Team Anther knows exactly what it’s like to fall in love with gin. It’s one thing to mix it into your favourite drinks and cocktails – but a whole different ball-game to make it from scratch. Jumping from behind the bar to behind the still was a long yet rewarding journey for Anther distiller and mixologist Joey Tai, who got in at the ground floor (quite literally) at Melbourne’s Golden Monkey as a waitress and host way back in 2007.

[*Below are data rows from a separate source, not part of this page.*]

//! Fragments are the pieces of a streamed output.
//!
//! A fragment is an ordinary [`Value`]. Fragments from one stream are folded
//! back into a full value with [`concat`]:
//!
//! - strings are appended
//! - arrays are extended
//! - objects are merged key by key, recursively
//! - `null` on either side yields the other side
//! - any other right-hand value replaces the left-hand one

use crate::error::{ChainError, Result};
use futures::stream::BoxStream;
use futures::StreamExt;
use serde_json::Value;

/// A lazily produced, forward-only sequence of fragments.
pub type FragmentStream = BoxStream<'static, Result<Value>>;

/// Combine two consecutive fragments.
pub fn concat(left: Value, right: Value) -> Value {
    match (left, right) {
        (Value::Null, r) => r,
        (l, Value::Null) => l,
        (Value::String(mut l), Value::String(r)) => {
            l.push_str(&r);
            Value::String(l)
        }
        (Value::Array(mut l), Value::Array(r)) => {
            l.extend(r);
            Value::Array(l)
        }
        (Value::Object(mut l), Value::Object(r)) => {
            for (key, value) in r {
                let merged = match l.remove(&key) {
                    Some(existing) => concat(existing, value),
                    None => value,
                };
                l.insert(key, merged);
            }
            Value::Object(l)
        }
        (_, r) => r,
    }
}

/// Drain a stream, folding all fragments together.
///
/// An empty stream aggregates to `null`.
pub async fn collect(mut stream: FragmentStream) -> Result<Value> {
    let mut acc = Value::Null;
    while let Some(fragment) = stream.next().await {
        acc = concat(acc, fragment?);
    }
    Ok(acc)
}

/// A stream yielding exactly one fragment.
pub fn once(value: Value) -> FragmentStream {
    futures::stream::once(async move { Ok(value) }).boxed()
}

/// A stream yielding a single error.
pub fn fail(err: ChainError) -> FragmentStream {
    futures::stream::once(async move { Err(err) }).boxed()
}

“That was also the time when cult classic cocktails scene and speakeasy bars were growing in Melbourne,” Joey says. “After ten years of bartending and managing, I became a brand ambassador and sales manager for a malt whisky label. I had the opportunity to work for Anther Distillery as their distiller assistant and help build the cellar door and bar within the business after the first big Victorian lockdown. My road to distilling began there.”
As for distilling gin, it was a no brainer.

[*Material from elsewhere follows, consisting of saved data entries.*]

use crate::{
    error::Result,
    fragment::{self, FragmentStream},
    graph::Graph,
    stage::{BoxFut, BoxStage, IntoStage, Stage},
};
use futures::{future::try_join_all, StreamExt};
use serde_json::{Map, Value};

/// Fan-out composition: every branch receives the same input and the
/// results are collected into an object keyed by branch label.
///
/// Branches run concurrently. If any branch fails the whole group fails,
/// the remaining branches are dropped and no partial object is returned.
pub struct Parallel {
    name: String,
    branches: Vec<(String, BoxStage)>,
}

/// Build a [`Parallel`] group from `(label, stage)` pairs.
///
/// A repeated label replaces the earlier branch.
pub fn parallel<I, K, S>(branches: I) -> Parallel
where
    I: IntoIterator<Item = (K, S)>,
    K: Into<String>,
    S: IntoStage,
{
    branches
        .into_iter()
        .fold(Parallel::new(), |group, (label, stage)| group.with(label, stage))
}

impl Parallel {
    pub fn new() -> Self {
        Self {
            name: "Parallel".to_string(),
            branches: Vec::new(),
        }
    }

    pub fn with_name(mut self, name: impl Into<String>) -> Self {
        self.name = name.into();
        self
    }

    /// Add a labelled branch.
    pub fn with(mut self, label: impl Into<String>, stage: impl IntoStage) -> Self {
        let label = label.into();
        let stage = stage.into_stage();
        match self.branches.iter_mut().find(|(l, _)| *l == label) {
            Some(slot) => slot.1 = stage,
            None => self.branches.push((label, stage)),
        }
        self
    }

    /// Branch labels in insertion order.
    pub fn labels(&self) -> Vec<&str> {
        self.branches.iter().map(|(l, _)| l.as_str()).collect()
    }
}

impl Default for Parallel {
    fn default() -> Self {
        Self::new()
    }
}

impl std::fmt::Debug for Parallel {
    fn fmt(&self, f: &mut std::fmt::Formatter<'_>) -> std::fmt::Result {
        f.debug_struct("Parallel")
            .field("name", &self.name)
            .field("branches", &self.labels())
            .finish()
    }
}

impl Stage for Parallel {
    fn name(&self) -> &str {
        &self.name
    }

    /// Union of every branch's requirements.
    fn input_fields(&self) -> Vec<String> {
        let mut fields: Vec<String> = Vec::new();
        for (_, stage) in &self.branches {
            for field in stage.input_fields() {
                if !fields.contains(&field) {
                    fields.push(field);
                }
            }
        }
        fields
    }

    fn output_fields(&self) -> Option<Vec<String>> {
        Some(self.branches.iter().map(|(l, _)| l.clone()).collect())
    }

    fn graph(&self) -> Graph {
        Graph::Parallel(
            self.branches
                .iter()
                .map(|(label, stage)| (label.clone(), stage.graph()))
                .collect(),
        )
    }

    fn invoke(&self, input: Value) -> BoxFut<'_, Result<Value>> {
        Box::pin(async move {
            tracing::debug!(group = %self.name, branches = self.branches.len(), "invoking parallel group");
            let runs = self.branches.iter().map(|(label, stage)| {
                let input = input.clone();
                async move {
                    let output = stage
                        .invoke(input)
                        .await
                        .map_err(|e| e.in_stage(stage.name()))?;
                    Ok::<_, crate::ChainError>((label.clone(), output))
                }
            });
            let results = try_join_all(runs).await?;
            Ok(Value::Object(results.into_iter().collect::<Map<_, _>>()))
        })
    }

    /// Merges the branch streams. Each fragment is `{label: branch_fragment}`,
    /// so folding them rebuilds the [`invoke`](Stage::invoke) output.
    ///
    /// A branch that fails before producing its stream fails the call. A
    /// branch that fails mid-stream puts its error into the merged stream;
    /// fragments its siblings yielded earlier have already reached the
    /// caller. Folding with [`fragment::collect`] stops at the error, so no
    /// partial object is produced.
    fn stream(&self, input: Value) -> BoxFut<'_, Result<FragmentStream>> {
        Box::pin(async move {
            if self.branches.is_empty() {
                return Ok(fragment::once(Value::Object(Map::new())));
            }
            let starts = self.branches.iter().map(|(label, stage)| {
                let input = input.clone();
                async move {
                    let branch = stage
                        .stream(input)
                        .await
                        .map_err(|e| e.in_stage(stage.name()))?;
                    let label = label.clone();
                    let name = stage.name().to_string();
                    let keyed = branch
                        .map(move |item| {
                            let fragment = item.map_err(|e| e.in_stage(&name))?;
                            let mut map = Map::new();
                            map.insert(label.clone(), fragment);
                            Ok::<_, crate::ChainError>(Value::Object(map))
                        })
                        .boxed();
                    Ok::<FragmentStream, crate::ChainError>(keyed)
                }
            });
            let streams = try_join_all(starts).await?;
            Ok(futures::stream::select_all(streams).boxed())
        })
    }
}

“I fell love with gin when I was studying a few classic cocktail books,” she says. “Eighty percent of classic prohibition cocktails were created with gin, so I started using and tasting a lot of different variety of gin mixing these up. I have to say the history of gin, how it was made, the story we all share when drinking these cocktails is the key to my love and passion.”
Making gin is an art; much like a painter chooses her colours or a musician chooses his notes. The inspiration for distilling comes from the heart, as Joey says.
“I think what we are making here at Anther is what we like to drink and appreciate sharing it with friends and family. It must be delicious, have a flavour balance and represent our industry. Therefore, the people, the botanicals, the science, and the history are the keys to our product.”
As botanicals change and more avenues for experimentation appear, Joey is down with the scientific aspect of gin distilling too.
“I am still tasting distillate every 10-15min to learn and understand how our distillation works in a particular product, by recording all the data of each distillation we can change or adjust the process. We need both taste and all distillation data to help us refine the gin. It’s a combination of both mastering the skill and putting in the time, but also having an intuition of what tastes good as you go.”
As for others who might want to get into distilling, Joey has one thing to say, “Go for it! Just find a distillery that will take you in for work placement or find a distillery that is hiring staff at the cellar door – learning to host a tasting is a great way to get your foot in the door Learning the ropes of how distilleries operate is important.
“Be prepared that there is always a lot of cleaning you will have to do. There is no small job in a distillery!”